**Task**
Copy the first line of the material below and every later line through the line containing "from raw bytes.", without any other output.

━━━━━━━━━━━━━━━━━━━━

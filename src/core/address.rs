//! Participant Identity
//!
//! Accounts are identified by an opaque 20-byte address.
//! Text form is `0x`-prefixed lowercase hex.

use std::fmt;
use std::str::FromStr;

use serde::{Serialize, Deserialize, Serializer, Deserializer};

use super::hash::{hash_with_domain, DOMAIN_ADDRESS};

/// Account address.
///
/// Implements Ord for deterministic BTreeMap ordering.
#[derive(Clone, Copy, PartialEq, Eq, PartialOrd, Ord, Hash, Default)]
pub struct Address(pub [u8; 20]);

impl Address {
    /// The zero address.
    pub const ZERO: Address = Address([0; 20]);

    /// Create from raw bytes.
    pub const fn new(bytes: [u8; 20]) -> Self {
        Self(bytes)
    }

    /// Derive an address from an authentication subject.
    pub fn from_subject(subject: &str) -> Self {
        let hash = hash_with_domain(DOMAIN_ADDRESS, subject.as_bytes());
        let mut bytes = [0u8; 20];
        bytes.copy_from_slice(&hash[12..]);
        Self(bytes)
    }

    /// Get raw bytes.
    pub fn as_bytes(&self) -> &[u8; 20] {
        &self.0
    }

    /// Check for the zero address.
    pub fn is_zero(&self) -> bool {
        self.0 == [0; 20]
    }

    /// Short form for log lines (first four bytes).
    pub fn short(&self) -> String {
        format!("0x{}", hex::encode(&self.0[..4]))
    }
}

impl fmt::Display for Address {
    fn fmt(&self, f: &mut fmt::Formatter<'_>) -> fmt::Result {
        write!(f, "0x{}", hex::encode(self.0))
    }
}

impl fmt::Debug for Address {
    fn fmt(&self, f: &mut fmt::Formatter<'_>) -> fmt::Result {
        write!(f, "Address({})", self)
    }
}

/// Address parse errors.
#[derive(Debug, Clone, PartialEq, Eq, thiserror::Error)]
pub enum AddressParseError {
    /// Not valid hex.
    #[error("invalid hex: {0}")]
    InvalidHex(String),
    /// Wrong number of bytes.
    #[error("expected 20 bytes, got {0}")]
    InvalidLength(usize),
}

impl FromStr for Address {
    type Err = AddressParseError;

    fn from_str(s: &str) -> Result<Self, Self::Err> {
        let digits = s.strip_prefix("0x").unwrap_or(s);
        let bytes = hex::decode(digits)
            .map_err(|e| AddressParseError::InvalidHex(e.to_string()))?;
        if bytes.len() != 20 {
            return Err(AddressParseError::InvalidLength(bytes.len()));
        }
        let mut arr = [0u8; 20];
        arr.copy_from_slice(&bytes);
        Ok(Self(arr))
    }
}

impl Serialize for Address {
    fn serialize<S: Serializer>(&self, serializer: S) -> Result<S::Ok, S::Error> {
        serializer.serialize_str(&self.to_string())
    }
}

impl<'de> Deserialize<'de> for Address {
    fn deserialize<D: Deserializer<'de>>(deserializer: D) -> Result<Self, D::Error> {
        let s = String::deserialize(deserializer)?;
        s.parse().map_err(serde::de::Error::custom)
    }
}

#[cfg(test)]
mod tests {
    use super::*;

    #[test]
    fn test_display_and_parse() {
        let addr = Address::new([0xab; 20]);
        let text = addr.to_string();
        assert!(text.starts_with("0xabab"));
        assert_eq!(text.len(), 42);
        assert_eq!(text.parse::<Address>().unwrap(), addr);
    }

    #[test]
    fn test_parse_without_prefix() {
        let addr: Address = "0101010101010101010101010101010101010101".parse().unwrap();
        assert_eq!(addr, Address::new([1; 20]));
    }

    #[test]
    fn test_parse_rejects_bad_input() {
        assert!(matches!(
            "0x1234".parse::<Address>(),
            Err(AddressParseError::InvalidLength(2))
        ));
        assert!(matches!(
            "0xzz".parse::<Address>(),
            Err(AddressParseError::InvalidHex(_))
        ));
    }

    #[test]
    fn test_subject_derivation() {
        let a = Address::from_subject("alice");
        assert_eq!(a, Address::from_subject("alice"));
        assert_ne!(a, Address::from_subject("bob"));
        assert!(!a.is_zero());
    }

    #[test]
    fn test_json_is_hex_string() {
        let addr = Address::new([2; 20]);
        let json = serde_json::to_string(&addr).unwrap();
        assert_eq!(json, format!("\"{}\"", addr));
        let parsed: Address = serde_json::from_str(&json).unwrap();
        assert_eq!(parsed, addr);
    }
}
//! Pending Match Set
//!
//! Unordered list of joinable match ids. Removal scans for the id, moves the
//! last element into its slot and pops, so enumeration order is not stable.
//! Nothing may depend on that order.

use serde::{Serialize, Deserialize};

use super::state::MatchId;

/// Joinable match ids.
#[derive(Clone, Debug, Default, PartialEq, Eq, Serialize, Deserialize)]
pub struct PendingSet {
    ids: Vec<MatchId>,
}

impl PendingSet {
    /// Create an empty set.
    pub fn new() -> Self {
        Self { ids: Vec::new() }
    }

    /// Append an id.
    pub fn push(&mut self, id: MatchId) {
        self.ids.push(id);
    }

    /// Swap-remove `id`. Returns false when absent.
    pub fn remove(&mut self, id: MatchId) -> bool {
        match self.ids.iter().position(|&pending| pending == id) {
            Some(index) => {
                self.ids.swap_remove(index);
                true
            }
            None => false,
        }
    }

    /// Membership test.
    pub fn contains(&self, id: MatchId) -> bool {
        self.ids.contains(&id)
    }

    /// Number of pending ids.
    pub fn len(&self) -> usize {
        self.ids.len()
    }

    /// No pending ids.
    pub fn is_empty(&self) -> bool {
        self.ids.is_empty()
    }

    /// Current contents, unordered.
    pub fn as_slice(&self) -> &[MatchId] {
        &self.ids
    }
}
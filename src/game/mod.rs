//! Match Logic Module
//!
//! ## Module Structure
//!
//! - `state`: Match, move, outcome and statistics types
//! - `pending`: Joinable-match set with swap-remove
//! - `settle`: Encrypted outcome evaluation
//! - `events`: Registry notifications
//! - `oracle`: Reveals awaiting decryption
//! - `registry`: The match lifecycle state machine

pub mod state;
pub mod pending;
pub mod settle;
pub mod events;
pub mod oracle;
pub mod registry;

// Re-export key types
pub use state::{Match, MatchId, MatchStatus, Move, Outcome, PlayerStats, Slot, NO_MATCH};
pub use pending::PendingSet;
pub use events::{RegistryEvent, RegistryEventData};
pub use oracle::{RevealQueue, RevealRequest};
pub use registry::{MatchRegistry, RegistryConfig, RegistryError};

━━━━━━━━━━━━━━━━━━━━

**Solution for this task**
filename src/core/address.rs
//! Participant Identity
//!
//! Accounts are identified by an opaque 20-byte address.
//! Text form is `0x`-prefixed lowercase hex.

use std::fmt;
use std::str::FromStr;

use serde::{Serialize, Deserialize, Serializer, Deserializer};

use super::hash::{hash_with_domain, DOMAIN_ADDRESS};

/// Account address.
///
/// Implements Ord for deterministic BTreeMap ordering.
#[derive(Clone, Copy, PartialEq, Eq, PartialOrd, Ord, Hash, Default)]
pub struct Address(pub [u8; 20]);

impl Address {
    /// The zero address.
    pub const ZERO: Address = Address([0; 20]);

    /// Create from raw bytes.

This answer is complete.